Return each entry exactly, so that nothing in the data differs from the original.

^^^^

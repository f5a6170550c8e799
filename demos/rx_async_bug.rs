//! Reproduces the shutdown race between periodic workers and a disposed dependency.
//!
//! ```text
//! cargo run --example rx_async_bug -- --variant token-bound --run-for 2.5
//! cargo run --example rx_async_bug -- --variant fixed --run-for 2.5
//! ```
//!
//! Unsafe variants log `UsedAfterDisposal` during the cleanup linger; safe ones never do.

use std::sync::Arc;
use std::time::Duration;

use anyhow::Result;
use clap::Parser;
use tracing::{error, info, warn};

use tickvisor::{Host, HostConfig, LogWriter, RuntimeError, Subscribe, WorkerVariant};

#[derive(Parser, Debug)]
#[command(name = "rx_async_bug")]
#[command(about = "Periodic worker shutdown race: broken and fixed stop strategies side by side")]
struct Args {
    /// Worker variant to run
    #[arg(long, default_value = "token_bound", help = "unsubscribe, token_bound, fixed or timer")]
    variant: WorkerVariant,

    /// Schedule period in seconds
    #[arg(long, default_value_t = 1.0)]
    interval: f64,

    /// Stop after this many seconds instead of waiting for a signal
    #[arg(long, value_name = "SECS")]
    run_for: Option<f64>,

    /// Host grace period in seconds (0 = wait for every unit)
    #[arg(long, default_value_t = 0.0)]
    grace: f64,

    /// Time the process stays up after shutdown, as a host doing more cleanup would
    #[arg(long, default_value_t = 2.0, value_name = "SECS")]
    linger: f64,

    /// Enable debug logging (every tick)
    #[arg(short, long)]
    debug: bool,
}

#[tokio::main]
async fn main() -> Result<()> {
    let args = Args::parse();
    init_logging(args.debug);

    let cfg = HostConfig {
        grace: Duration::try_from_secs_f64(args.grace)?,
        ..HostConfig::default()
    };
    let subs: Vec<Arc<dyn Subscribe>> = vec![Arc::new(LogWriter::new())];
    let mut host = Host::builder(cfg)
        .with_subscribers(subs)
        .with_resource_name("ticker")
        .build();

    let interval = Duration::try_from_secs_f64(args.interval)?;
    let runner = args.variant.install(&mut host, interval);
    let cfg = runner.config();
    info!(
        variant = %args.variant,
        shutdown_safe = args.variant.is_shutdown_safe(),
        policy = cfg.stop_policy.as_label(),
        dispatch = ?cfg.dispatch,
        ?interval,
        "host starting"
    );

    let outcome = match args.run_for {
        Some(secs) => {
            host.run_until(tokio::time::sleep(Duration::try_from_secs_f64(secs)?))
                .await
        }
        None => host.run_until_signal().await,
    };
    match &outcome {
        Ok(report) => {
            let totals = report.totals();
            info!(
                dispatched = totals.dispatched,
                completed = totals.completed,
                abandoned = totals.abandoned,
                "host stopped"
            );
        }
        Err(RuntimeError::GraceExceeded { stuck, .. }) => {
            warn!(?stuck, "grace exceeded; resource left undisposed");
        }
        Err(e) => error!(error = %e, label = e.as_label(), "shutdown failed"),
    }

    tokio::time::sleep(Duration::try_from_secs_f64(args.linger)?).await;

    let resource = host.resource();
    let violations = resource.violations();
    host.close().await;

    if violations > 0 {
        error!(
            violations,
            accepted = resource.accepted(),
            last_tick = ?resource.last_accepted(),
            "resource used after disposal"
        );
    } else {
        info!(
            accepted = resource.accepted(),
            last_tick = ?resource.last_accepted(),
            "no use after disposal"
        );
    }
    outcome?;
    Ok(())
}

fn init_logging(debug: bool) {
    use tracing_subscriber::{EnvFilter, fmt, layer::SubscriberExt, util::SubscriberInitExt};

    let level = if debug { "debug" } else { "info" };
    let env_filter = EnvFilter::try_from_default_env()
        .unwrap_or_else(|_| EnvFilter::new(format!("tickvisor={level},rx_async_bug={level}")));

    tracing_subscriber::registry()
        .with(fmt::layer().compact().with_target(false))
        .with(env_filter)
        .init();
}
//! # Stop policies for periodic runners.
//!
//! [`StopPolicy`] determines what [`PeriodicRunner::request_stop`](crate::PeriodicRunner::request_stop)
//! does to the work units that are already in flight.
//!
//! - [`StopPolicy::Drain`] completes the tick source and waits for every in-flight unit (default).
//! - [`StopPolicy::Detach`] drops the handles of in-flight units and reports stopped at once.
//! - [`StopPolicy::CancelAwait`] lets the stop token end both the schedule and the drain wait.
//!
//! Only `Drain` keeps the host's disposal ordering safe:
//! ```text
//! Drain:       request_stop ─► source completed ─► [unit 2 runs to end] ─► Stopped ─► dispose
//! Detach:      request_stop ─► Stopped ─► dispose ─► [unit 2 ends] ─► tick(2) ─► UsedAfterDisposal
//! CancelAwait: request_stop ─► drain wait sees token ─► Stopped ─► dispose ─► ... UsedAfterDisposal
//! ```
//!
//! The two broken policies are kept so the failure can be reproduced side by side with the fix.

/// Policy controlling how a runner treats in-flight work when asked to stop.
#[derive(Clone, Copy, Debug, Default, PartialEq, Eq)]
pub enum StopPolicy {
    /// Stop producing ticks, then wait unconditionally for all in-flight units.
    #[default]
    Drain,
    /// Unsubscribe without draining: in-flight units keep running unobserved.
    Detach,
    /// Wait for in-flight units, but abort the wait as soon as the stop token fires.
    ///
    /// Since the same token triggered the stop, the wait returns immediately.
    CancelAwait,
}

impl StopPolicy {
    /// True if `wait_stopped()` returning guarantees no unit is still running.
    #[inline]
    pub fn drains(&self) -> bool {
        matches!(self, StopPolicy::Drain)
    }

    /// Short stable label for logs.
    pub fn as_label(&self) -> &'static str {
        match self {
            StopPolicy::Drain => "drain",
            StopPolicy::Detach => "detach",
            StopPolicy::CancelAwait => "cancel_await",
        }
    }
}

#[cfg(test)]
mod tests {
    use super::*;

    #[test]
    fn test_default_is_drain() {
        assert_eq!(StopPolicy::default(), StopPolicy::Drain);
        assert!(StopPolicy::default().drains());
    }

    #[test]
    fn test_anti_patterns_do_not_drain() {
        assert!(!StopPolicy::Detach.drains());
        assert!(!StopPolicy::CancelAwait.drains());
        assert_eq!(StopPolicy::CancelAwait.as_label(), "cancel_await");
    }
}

^^^^

Task response>
repository f5a6170550c8e799
filename demos/rx_async_bug.rs
//! Reproduces the shutdown race between periodic workers and a disposed dependency.
//!
//! ```text
//! cargo run --example rx_async_bug -- --variant token-bound --run-for 2.5
//! cargo run --example rx_async_bug -- --variant fixed --run-for 2.5
//! ```
//!
//! Unsafe variants log `UsedAfterDisposal` during the cleanup linger; safe ones never do.

use std::sync::Arc;
use std::time::Duration;

use anyhow::Result;
use clap::Parser;
use tracing::{error, info, warn};

use tickvisor::{Host, HostConfig, LogWriter, RuntimeError, Subscribe, WorkerVariant};

#[derive(Parser, Debug)]
#[command(name = "rx_async_bug")]
#[command(about = "Periodic worker shutdown race: broken and fixed stop strategies side by side")]
struct Args {
    /// Worker variant to run
    #[arg(long, default_value = "token_bound", help = "unsubscribe, token_bound, fixed or timer")]
    variant: WorkerVariant,

    /// Schedule period in seconds
    #[arg(long, default_value_t = 1.0)]
    interval: f64,

    /// Stop after this many seconds instead of waiting for a signal
    #[arg(long, value_name = "SECS")]
    run_for: Option<f64>,

    /// Host grace period in seconds (0 = wait for every unit)
    #[arg(long, default_value_t = 0.0)]
    grace: f64,

    /// Time the process stays up after shutdown, as a host doing more cleanup would
    #[arg(long, default_value_t = 2.0, value_name = "SECS")]
    linger: f64,

    /// Enable debug logging (every tick)
    #[arg(short, long)]
    debug: bool,
}

#[tokio::main]
async fn main() -> Result<()> {
    let args = Args::parse();
    init_logging(args.debug);

    let cfg = HostConfig {
        grace: Duration::try_from_secs_f64(args.grace)?,
        ..HostConfig::default()
    };
    let subs: Vec<Arc<dyn Subscribe>> = vec![Arc::new(LogWriter::new())];
    let mut host = Host::builder(cfg)
        .with_subscribers(subs)
        .with_resource_name("ticker")
        .build();

    let interval = Duration::try_from_secs_f64(args.interval)?;
    let runner = args.variant.install(&mut host, interval);
    let cfg = runner.config();
    info!(
        variant = %args.variant,
        shutdown_safe = args.variant.is_shutdown_safe(),
        policy = cfg.stop_policy.as_label(),
        dispatch = ?cfg.dispatch,
        ?interval,
        "host starting"
    );

    let outcome = match args.run_for {
        Some(secs) => {
            host.run_until(tokio::time::sleep(Duration::try_from_secs_f64(secs)?))
                .await
        }
        None => host.run_until_signal().await,
    };
    match &outcome {
        Ok(report) => {
            let totals = report.totals();
            info!(
                dispatched = totals.dispatched,
                completed = totals.completed,
                abandoned = totals.abandoned,
                "host stopped"
            );
        }
        Err(RuntimeError::GraceExceeded { stuck, .. }) => {
            warn!(?stuck, "grace exceeded; resource left undisposed");
        }
        Err(e) => error!(error = %e, label = e.as_label(), "shutdown failed"),
    }

    tokio::time::sleep(Duration::try_from_secs_f64(args.linger)?).await;

    let resource = host.resource();
    let violations = resource.violations();
    host.close().await;

    if violations > 0 {
        error!(
            violations,
            accepted = resource.accepted(),
            last_tick = ?resource.last_accepted(),
            "resource used after disposal"
        );
    } else {
        info!(
            accepted = resource.accepted(),
            last_tick = ?resource.last_accepted(),
            "no use after disposal"
        );
    }
    outcome?;
    Ok(())
}

fn init_logging(debug: bool) {
    use tracing_subscriber::{EnvFilter, fmt, layer::SubscriberExt, util::SubscriberInitExt};

    let level = if debug { "debug" } else { "info" };
    let env_filter = EnvFilter::try_from_default_env()
        .unwrap_or_else(|_| EnvFilter::new(format!("tickvisor={level},rx_async_bug={level}")));

    tracing_subscriber::registry()
        .with(fmt::layer().compact().with_target(false))
        .with(env_filter)
        .init();
}
//! # Stop policies for periodic runners.
//!
//! [`StopPolicy`] determines what [`PeriodicRunner::request_stop`](crate::PeriodicRunner::request_stop)
//! does to the work units that are already in flight.
//!
//! - [`StopPolicy::Drain`] completes the tick source and waits for every in-flight unit (default).
//! - [`StopPolicy::Detach`] drops the handles of in-flight units and reports stopped at once.
//! - [`StopPolicy::CancelAwait`] lets the stop token end both the schedule and the drain wait.
//!
//! Only `Drain` keeps the host's disposal ordering safe:
//! ```text
//! Drain:       request_stop ─► source completed ─► [unit 2 runs to end] ─► Stopped ─► dispose
//! Detach:      request_stop ─► Stopped ─► dispose ─► [unit 2 ends] ─► tick(2) ─► UsedAfterDisposal
//! CancelAwait: request_stop ─► drain wait sees token ─► Stopped ─► dispose ─► ... UsedAfterDisposal
//! ```
//!
//! The two broken policies are kept so the failure can be reproduced side by side with the fix.

/// Policy controlling how a runner treats in-flight work when asked to stop.
#[derive(Clone, Copy, Debug, Default, PartialEq, Eq)]
pub enum StopPolicy {
    /// Stop producing ticks, then wait unconditionally for all in-flight units.
    #[default]
    Drain,
    /// Unsubscribe without draining: in-flight units keep running unobserved.
    Detach,
    /// Wait for in-flight units, but abort the wait as soon as the stop token fires.
    ///
    /// Since the same token triggered the stop, the wait returns immediately.
    CancelAwait,
}

impl StopPolicy {
    /// True if `wait_stopped()` returning guarantees no unit is still running.
    #[inline]
    pub fn drains(&self) -> bool {
        matches!(self, StopPolicy::Drain)
    }

    /// Short stable label for logs.
    pub fn as_label(&self) -> &'static str {
        match self {
            StopPolicy::Drain => "drain",
            StopPolicy::Detach => "detach",
            StopPolicy::CancelAwait => "cancel_await",
        }
    }
}

#[cfg(test)]
mod tests {
    use super::*;

    #[test]
    fn test_default_is_drain() {
        assert_eq!(StopPolicy::default(), StopPolicy::Drain);
        assert!(StopPolicy::default().drains());
    }

    #[test]
    fn test_anti_patterns_do_not_drain() {
        assert!(!StopPolicy::Detach.drains());
        assert!(!StopPolicy::CancelAwait.drains());
        assert_eq!(StopPolicy::CancelAwait.as_label(), "cancel_await");
    }
}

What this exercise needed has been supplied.